//! World generation
//!
//! Obstacles, hostiles, chests and scattered loot are placed by rejection
//! sampling. Every search is bounded: after `placement_attempts` draws the
//! last candidate is accepted, so generation always terminates even on a
//! crowded map.

use glam::Vec2;
use rand::Rng;

use super::collision::{Rect, circle_hits_any, circle_rect_overlap};
use super::state::{Chest, Hostile, LootKind, RunState};
use crate::config::SimConfig;
use crate::consts::{CHEST_RADIUS, HOSTILE_RADIUS, LOOT_RADIUS};

/// Result of a bounded rejection search
#[derive(Debug, Clone, Copy, PartialEq)]
pub struct Placement {
    pub pos: Vec2,
    /// False when the attempt budget ran out and the last draw was kept
    pub satisfied: bool,
}

/// Draw candidates until `rejected` says no, at most `attempts` times.
/// On exhaustion the final candidate is returned anyway.
pub fn sample_position<R, D, P>(rng: &mut R, attempts: u32, mut draw: D, rejected: P) -> Placement
where
    R: Rng + ?Sized,
    D: FnMut(&mut R) -> Vec2,
    P: Fn(Vec2) -> bool,
{
    let mut pos = draw(rng);
    for _ in 1..attempts.max(1) {
        if !rejected(pos) {
            return Placement {
                pos,
                satisfied: true,
            };
        }
        pos = draw(rng);
    }
    Placement {
        pos,
        satisfied: !rejected(pos),
    }
}

/// Uniform point inside the world, kept `inset` away from every edge
fn uniform_point<R: Rng + ?Sized>(rng: &mut R, size: f32, inset: f32) -> Vec2 {
    let lo = inset.min(size / 2.0);
    let hi = (size - inset).max(lo);
    Vec2::new(
        lo + rng.random::<f32>() * (hi - lo),
        lo + rng.random::<f32>() * (hi - lo),
    )
}

/// Populate an empty run with obstacles, hostiles, chests and loot
pub fn generate_world(state: &mut RunState, config: &SimConfig) {
    let spawn = state.player.pos;
    let spawn_clearance = state.player.radius * 2.0;
    let mut exhausted = 0u32;

    // Obstacles: never cover the spawn; overlapping each other is only discouraged
    for _ in 0..config.obstacle_count {
        let w = state
            .rng
            .random_range(config.obstacle_min_size..=config.obstacle_max_size);
        let h = state
            .rng
            .random_range(config.obstacle_min_size..=config.obstacle_max_size);
        let world = config.world_size;
        let obstacles = &state.obstacles;
        let placement = sample_position(
            &mut state.rng,
            config.placement_attempts,
            |rng| {
                Vec2::new(
                    rng.random::<f32>() * (world - w),
                    rng.random::<f32>() * (world - h),
                )
            },
            |p| {
                let rect = Rect::new(p.x, p.y, w, h);
                circle_rect_overlap(spawn, spawn_clearance, &rect)
                    || obstacles.iter().any(|o| o.intersects(&rect))
            },
        );
        let rect = Rect::new(placement.pos.x, placement.pos.y, w, h);
        if !placement.satisfied {
            exhausted += 1;
            if circle_rect_overlap(spawn, spawn_clearance, &rect) {
                // The player must be able to move from the spawn point
                continue;
            }
        }
        state.obstacles.push(rect);
    }

    // Hostiles: outside the spawn exclusion radius and outside obstacles
    // Elites are rolled first so placement clears their larger body
    for _ in 0..config.hostile_count {
        let elite = state.rng.random_bool(config.elite_chance as f64);
        let radius = if elite {
            HOSTILE_RADIUS * config.elite_radius_mult
        } else {
            HOSTILE_RADIUS
        };
        let obstacles = &state.obstacles;
        let placement = sample_position(
            &mut state.rng,
            config.placement_attempts,
            |rng| uniform_point(rng, config.world_size, radius),
            |p| p.distance(spawn) < config.spawn_exclusion || circle_hits_any(p, radius, obstacles),
        );
        if !placement.satisfied {
            exhausted += 1;
        }
        let id = state.next_entity_id();
        let mut hostile = Hostile::new(id, placement.pos);
        if elite {
            hostile = hostile.into_elite(config.elite_health_mult, config.elite_radius_mult);
        }
        state.hostiles.push(hostile);
    }

    // Chests
    for _ in 0..config.chest_count {
        let obstacles = &state.obstacles;
        let placement = sample_position(
            &mut state.rng,
            config.placement_attempts,
            |rng| uniform_point(rng, config.world_size, CHEST_RADIUS),
            |p| circle_hits_any(p, CHEST_RADIUS, obstacles),
        );
        if !placement.satisfied {
            exhausted += 1;
        }
        let id = state.next_entity_id();
        state.chests.push(Chest {
            id,
            pos: placement.pos,
            radius: CHEST_RADIUS,
            opened: false,
            progress: 0.0,
        });
    }

    // Scattered currency and ammunition
    for _ in 0..config.loot_count {
        let obstacles = &state.obstacles;
        let placement = sample_position(
            &mut state.rng,
            config.placement_attempts,
            |rng| uniform_point(rng, config.world_size, LOOT_RADIUS),
            |p| circle_hits_any(p, LOOT_RADIUS, obstacles),
        );
        if !placement.satisfied {
            exhausted += 1;
        }
        let kind = if state.rng.random::<f32>() < config.currency_share {
            LootKind::Currency
        } else {
            LootKind::Ammo
        };
        state.spawn_loot(placement.pos, kind);
    }

    if exhausted > 0 {
        log::warn!(
            "World generation: {} placements exhausted {} attempts, accepted best effort",
            exhausted,
            config.placement_attempts
        );
    }
    log::info!(
        "World generated: {} obstacles, {} hostiles ({} elite), {} chests, {} loot",
        state.obstacles.len(),
        state.hostiles.len(),
        state.hostiles.iter().filter(|h| h.elite).count(),
        state.chests.len(),
        state.loot.len()
    );
}

/// Pick the extraction point: inside the margin band and at least
/// `extraction_min_distance` from the player, best effort.
pub fn sample_extraction_point<R: Rng + ?Sized>(
    rng: &mut R,
    config: &SimConfig,
    player_pos: Vec2,
) -> Vec2 {
    let placement = sample_position(
        rng,
        config.extraction_attempts,
        |rng| uniform_point(rng, config.world_size, config.extraction_margin),
        |p| p.distance(player_pos) < config.extraction_min_distance,
    );
    if !placement.satisfied {
        log::warn!(
            "Extraction point within {} of player after {} attempts, accepting",
            config.extraction_min_distance,
            config.extraction_attempts
        );
    }
    placement.pos
}

#[cfg(test)]
mod tests {
    use super::*;
    use crate::persistence::Upgrades;
    use crate::sim::state::Player;
    use rand::SeedableRng;
    use rand_pcg::Pcg32;

    fn fresh_state(config: &SimConfig, seed: u64) -> RunState {
        let player = Player::new(
            config.world_center(),
            vec![],
            &Upgrades::default(),
            config.first_level_xp,
        );
        RunState::new(seed, player)
    }

    #[test]
    fn test_generation_counts() {
        let config = SimConfig::default();
        let mut state = fresh_state(&config, 42);
        generate_world(&mut state, &config);
        assert!(state.obstacles.len() <= config.obstacle_count);
        assert_eq!(state.hostiles.len(), config.hostile_count);
        assert_eq!(state.chests.len(), config.chest_count);
        assert_eq!(state.loot.len(), config.loot_count);
        assert!(state.loot.iter().all(|l| l.kind != LootKind::Experience));
    }

    #[test]
    fn test_spawn_point_is_clear() {
        for seed in 0..20 {
            let config = SimConfig::default();
            let mut state = fresh_state(&config, seed);
            generate_world(&mut state, &config);
            let spawn = state.player.pos;
            assert!(!circle_hits_any(spawn, state.player.radius, &state.obstacles));
        }
    }

    #[test]
    fn test_hostiles_respect_exclusion_when_satisfiable() {
        let config = SimConfig {
            obstacle_count: 0,
            ..Default::default()
        };
        let mut state = fresh_state(&config, 9);
        generate_world(&mut state, &config);
        let spawn = state.player.pos;
        for h in &state.hostiles {
            assert!(h.pos.distance(spawn) >= config.spawn_exclusion);
        }
    }

    #[test]
    fn test_hostile_bodies_inside_world() {
        let config = SimConfig {
            elite_chance: 1.0,
            ..Default::default()
        };
        for seed in 0..20 {
            let mut state = fresh_state(&config, seed);
            generate_world(&mut state, &config);
            for h in &state.hostiles {
                assert!(h.elite);
                assert!(h.pos.x >= h.radius && h.pos.x <= config.world_size - h.radius);
                assert!(h.pos.y >= h.radius && h.pos.y <= config.world_size - h.radius);
            }
        }
    }

    #[test]
    fn test_ids_unique() {
        let config = SimConfig::default();
        let mut state = fresh_state(&config, 5);
        generate_world(&mut state, &config);
        let mut ids: Vec<u32> = state
            .hostiles
            .iter()
            .map(|h| h.id)
            .chain(state.loot.iter().map(|l| l.id))
            .chain(state.chests.iter().map(|c| c.id))
            .collect();
        let total = ids.len();
        ids.sort_unstable();
        ids.dedup();
        assert_eq!(ids.len(), total);
    }

    #[test]
    fn test_same_seed_same_world() {
        let config = SimConfig::default();
        let mut a = fresh_state(&config, 1234);
        let mut b = fresh_state(&config, 1234);
        generate_world(&mut a, &config);
        generate_world(&mut b, &config);
        assert_eq!(a.obstacles, b.obstacles);
        assert_eq!(a.hostiles.len(), b.hostiles.len());
        for (x, y) in a.hostiles.iter().zip(&b.hostiles) {
            assert_eq!(x.pos, y.pos);
            assert_eq!(x.elite, y.elite);
        }
    }

    #[test]
    fn test_sample_position_gives_up() {
        let mut rng = Pcg32::seed_from_u64(0);
        let mut draws = 0;
        let placement = sample_position(
            &mut rng,
            7,
            |_| {
                draws += 1;
                Vec2::ONE
            },
            |_| true,
        );
        assert!(!placement.satisfied);
        assert_eq!(placement.pos, Vec2::ONE);
        assert_eq!(draws, 7);
    }

    #[test]
    fn test_extraction_point_far_from_player() {
        let config = SimConfig::default();
        let mut rng = Pcg32::seed_from_u64(77);
        let player = Vec2::new(600.0, 600.0);
        for _ in 0..20 {
            let p = sample_extraction_point(&mut rng, &config, player);
            assert!(p.x >= config.extraction_margin && p.x <= config.world_size - config.extraction_margin);
            assert!(p.y >= config.extraction_margin && p.y <= config.world_size - config.extraction_margin);
        }
    }
}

◆ Try it
Apply a filter for "after" to the entries and show each line that passes.

◆ Reply
//! sampling. Every search is bounded: after `placement_attempts` draws the
            "Extraction point within {} of player after {} attempts, accepting",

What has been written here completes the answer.